Medical images need to be of high quality to be most effective for patient care. Poor image quality can be due to incomplete exams, inadequate anatomical coverage, and protocol errors, the authors wrote.
"High-quality imaging examinations are the foundation of accurate radiological interpretations and diagnostic accuracy," they explained. "Examinations that fall short of this standard contribute to misdiagnosis and reduce diagnostic certainty."
Hwang and colleagues sought to identify any pertinent factors that would influence the expansion of a peer-based, technologist coaching model program (known as CMP at Stanford) established in 2016 initially to improve the quality of mammography and ultrasound images. In 2020, Stanford began to expand the program to include CT, MRI, nuclear medicine, and x-ray.
Hwang's group sought to evaluate the success of the expanded initiative via a study that consisted of 27 interviews with radiologists, department managers and coaches, and technologists across imaging modalities. They analyzed survey responses along with information generated from six image quality learning meetings.
The team found the following support factors were most helpful for expanding the program:
- Cross-modality learning collaboration
- Careful pairing of coach and technologist
- Flexibility in feedback frequency and format
- Radiologist engagement
- Staged rollout
Barriers to successful expansion of the initiative included a lack of the following: safeguarded coaching time, preexisting audit criteria for some modalities, and privacy of auditing and feedback data.

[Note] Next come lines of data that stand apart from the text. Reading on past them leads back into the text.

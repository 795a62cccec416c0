//! Debug assertion macros for ring cursor invariants.
//!
//! These are only active in debug builds (`debug_assert!`), so there is zero
//! overhead in release builds.

/// Assert that a slot index lies inside the ring.
///
/// Both cursors satisfy `0 <= cursor < block_count` at every observation
/// point; a violation means broken modular arithmetic, not a runtime
/// condition.
macro_rules! debug_assert_slot_bounds {
    ($name:literal, $index:expr, $count:expr) => {
        debug_assert!(
            $index < $count,
            "{} cursor {} outside ring of {} blocks",
            $name,
            $index,
            $count
        )
    };
}

/// Assert that the writer's local cursor mirror agrees with the shared cursor.
///
/// Only the writer's commits move the shared write cursor, so the mirror is
/// exact; a mismatch means a second producer mutated the buffer.
macro_rules! debug_assert_cursor_mirror {
    ($local:expr, $shared:expr) => {
        debug_assert!(
            $local == $shared,
            "writer cursor mirror {} out of sync with shared cursor {}",
            $local,
            $shared
        )
    };
}

pub(crate) use debug_assert_cursor_mirror;
pub(crate) use debug_assert_slot_bounds;
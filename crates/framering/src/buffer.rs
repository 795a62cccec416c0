use crate::config::BufferConfig;
use crate::error::BufferError;
use crate::reader::Reader;
use crate::storage::BlockStorage;
use crate::writer::Writer;
use std::sync::atomic::{AtomicBool, Ordering};
use std::sync::{Arc, Condvar, Mutex, MutexGuard, PoisonError};

// =============================================================================
// SYNCHRONIZATION STRATEGY
// =============================================================================
//
// One coarse mutex and one condition variable per buffer.
//
// The mutex protects the cursor state (`Shared`): the write cursor, the
// cycle counter, the write-enable flag, the reserved reader's cursor, and
// every frame-info entry. Block bytes are NOT mutex-protected; the ring
// protocol makes byte access race-free:
//
// - The writer writes only into the slot at `index_in`, and no reader reads
//   that slot (readers deliver only slots strictly behind the write cursor).
// - Readers read slots they have not yet released. An unreserved reader that
//   gets lapped may observe a slot being rewritten; its release then fails
//   the (index, cycle) underflow check and the caller discards the bytes.
// - The reserved reader is never lapped: a commit that would advance onto
//   its cursor is converted into a gap instead.
//
// The commit critical section is O(1) and ends in a broadcast, because any
// subset of readers may be waiting on the same edge. Reader critical
// sections are O(1). Only the reader acquire path blocks, in bounded slices.
//
// =============================================================================

/// Per-slot metadata, parallel to the block array.
#[derive(Debug, Clone, Copy, Default)]
pub(crate) struct FrameInfo {
    /// True iff the slot is a gap marker: the data stream is discontinuous
    /// at this point. The marker stays on the slot until the writer commits
    /// live data into it again, so late readers report the discontinuity
    /// before delivering that data.
    pub(crate) gap: bool,
    /// Commit-time wall clock in microseconds since the epoch. Meaningful
    /// only for slots committed as live data.
    pub(crate) timestamp: u64,
}

/// Cursor state shared between the writer and all readers, guarded by the
/// buffer mutex.
pub(crate) struct Shared {
    /// Gap flags and timestamps, one entry per slot.
    pub(crate) frame_info: Box<[FrameInfo]>,
    /// The slot the writer fills next.
    pub(crate) index_in: usize,
    /// Incremented exactly when `index_in` wraps to 0. Together with the
    /// index it forms a logical timestamp of position.
    pub(crate) cycle_count: u64,
    /// While set, every commit is forced into a gap (halt/resume surface).
    pub(crate) write_blocked: bool,
    /// Read cursor of the reserved reader, if one is open. The writer
    /// refuses to advance onto this slot.
    pub(crate) reserved_out: Option<usize>,
}

/// State shared by all handles onto one buffer.
pub(crate) struct BufferInner {
    pub(crate) config: BufferConfig,
    pub(crate) storage: BlockStorage,
    pub(crate) shared: Mutex<Shared>,
    /// Broadcast on every commit and on reader interruption.
    pub(crate) cond: Condvar,
    writer_taken: AtomicBool,
}

impl BufferInner {
    /// Locks the shared cursor state.
    ///
    /// Poisoning is ignored: every critical section leaves `Shared`
    /// consistent before any call that could panic.
    pub(crate) fn lock(&self) -> MutexGuard<'_, Shared> {
        self.shared.lock().unwrap_or_else(PoisonError::into_inner)
    }
}

/// Fixed-capacity in-memory ring of fixed-size frame blocks.
///
/// One producer deposits blocks at stream rate through the [`Writer`]
/// handle; any number of [`Reader`]s drain them concurrently. The buffer
/// marks gaps when the producer cannot deliver live data, guarantees
/// lossless delivery to at most one *reserved* reader, and wakes waiting
/// readers with bounded latency.
///
/// `FrameBuffer` is a cheap clonable handle; all clones refer to the same
/// ring. Geometry is fixed at construction and the buffer is never resized.
pub struct FrameBuffer {
    inner: Arc<BufferInner>,
}

impl FrameBuffer {
    /// Creates a buffer with the given geometry.
    ///
    /// Allocates the page-aligned block region and the zeroed frame-info
    /// array. Fails only if the region cannot be allocated.
    pub fn new(config: BufferConfig) -> Result<Self, BufferError> {
        let storage = BlockStorage::allocate(config.block_size, config.block_count)?;
        let frame_info = vec![FrameInfo::default(); config.block_count].into_boxed_slice();

        Ok(Self {
            inner: Arc::new(BufferInner {
                config,
                storage,
                shared: Mutex::new(Shared {
                    frame_info,
                    index_in: 0,
                    cycle_count: 0,
                    write_blocked: false,
                    reserved_out: None,
                }),
                cond: Condvar::new(),
                writer_taken: AtomicBool::new(false),
            }),
        })
    }

    /// Returns the size of one block in bytes.
    #[inline]
    pub fn block_size(&self) -> usize {
        self.inner.config.block_size
    }

    /// Returns the number of blocks in the ring.
    #[inline]
    pub fn block_count(&self) -> usize {
        self.inner.config.block_count
    }

    /// Enables or disables live writes.
    ///
    /// While disabled, every commit is forced into a gap regardless of the
    /// writer's intent. Re-enabling restores normal behavior with no other
    /// state change. This is the halt/resume surface used by control and
    /// debug tooling.
    pub fn set_write_enabled(&self, enabled: bool) {
        self.inner.lock().write_blocked = !enabled;
    }

    /// Returns true if live writes are currently enabled.
    pub fn write_enabled(&self) -> bool {
        !self.inner.lock().write_blocked
    }

    /// Snapshot of `(write index, cycle count)` for the status surface.
    pub fn write_position(&self) -> (usize, u64) {
        let shared = self.inner.lock();
        (shared.index_in, shared.cycle_count)
    }

    /// Claims the buffer's single writer handle.
    ///
    /// # Panics
    ///
    /// Panics if the writer has already been claimed. The buffer supports
    /// exactly one producer; a second one is a programming error, not a
    /// runtime condition.
    pub fn writer(&self) -> Writer {
        let taken = self.inner.writer_taken.swap(true, Ordering::AcqRel);
        assert!(!taken, "frame buffer supports exactly one writer");
        let index_in = self.inner.lock().index_in;
        Writer::new(Arc::clone(&self.inner), index_in)
    }

    /// Opens a reader positioned at the current write cursor.
    ///
    /// Fresh readers start at "now"; they do not consume history. A
    /// reserved reader is never overwritten by the writer, which is how the
    /// persistence path guarantees losslessness; live subscribers open
    /// unreserved readers and tolerate loss.
    ///
    /// # Panics
    ///
    /// Panics if `reserved` is true while another reserved reader is open.
    pub fn reader(&self, reserved: bool) -> Reader {
        Reader::open(Arc::clone(&self.inner), reserved)
    }
}

impl Clone for FrameBuffer {
    fn clone(&self) -> Self {
        Self {
            inner: Arc::clone(&self.inner),
        }
    }
}

#[cfg(test)]
mod tests {
    use super::*;

    #[test]
    fn test_geometry_queries() {
        let buffer = FrameBuffer::new(BufferConfig::new(8, 4)).unwrap();
        assert_eq!(buffer.block_size(), 8);
        assert_eq!(buffer.block_count(), 4);
        assert_eq!(buffer.write_position(), (0, 0));
    }

    #[test]
    fn test_write_enable_toggle_round_trip() {
        let buffer = FrameBuffer::new(BufferConfig::new(8, 4)).unwrap();
        assert!(buffer.write_enabled());

        buffer.set_write_enabled(false);
        assert!(!buffer.write_enabled());

        buffer.set_write_enabled(true);
        assert!(buffer.write_enabled());
        assert_eq!(buffer.write_position(), (0, 0));
    }

    #[test]
    fn test_clone_shares_state() {
        let buffer = FrameBuffer::new(BufferConfig::new(8, 4)).unwrap();
        let clone = buffer.clone();

        clone.set_write_enabled(false);
        assert!(!buffer.write_enabled());
    }

    #[test]
    #[should_panic(expected = "exactly one writer")]
    fn test_second_writer_asserts() {
        let buffer = FrameBuffer::new(BufferConfig::new(8, 4)).unwrap();
        let _writer = buffer.writer();
        let _second = buffer.writer();
    }

    #[test]
    #[should_panic(expected = "at most one reserved reader")]
    fn test_second_reserved_reader_asserts() {
        let buffer = FrameBuffer::new(BufferConfig::new(8, 4)).unwrap();
        let _reserved = buffer.reader(true);
        let _second = buffer.reader(true);
    }

    #[test]
    fn test_reserved_slot_freed_on_reader_drop() {
        let buffer = FrameBuffer::new(BufferConfig::new(8, 4)).unwrap();
        drop(buffer.reader(true));
        // The slot is free again.
        let _reserved = buffer.reader(true);
    }

    #[test]
    fn test_many_unreserved_readers() {
        let buffer = FrameBuffer::new(BufferConfig::new(8, 4)).unwrap();
        let _a = buffer.reader(false);
        let _b = buffer.reader(false);
        let _c = buffer.reader(false);
    }
}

Survey participants were enthusiastic about the CMP. One stated that the initiative was a key reason he pursued a position at Stanford, "[The program] was kind of like a level of reassurance that someone would have my back and I would get the help, the tools I needed to become a better tech." Another reported that the program helped build his positioning skills and yet another wrote that without participating in the program he would "be missing out on becoming a better technologist."
The takeaway? A CMP like Stanford's offers many benefits -- and it's worth expanding to all types of imaging, according to Hwang and colleagues.
"Adaptations to each radiology modality and communication of these learnings were key to disseminating the existing CMP to new modalities across the entire department," they concluded.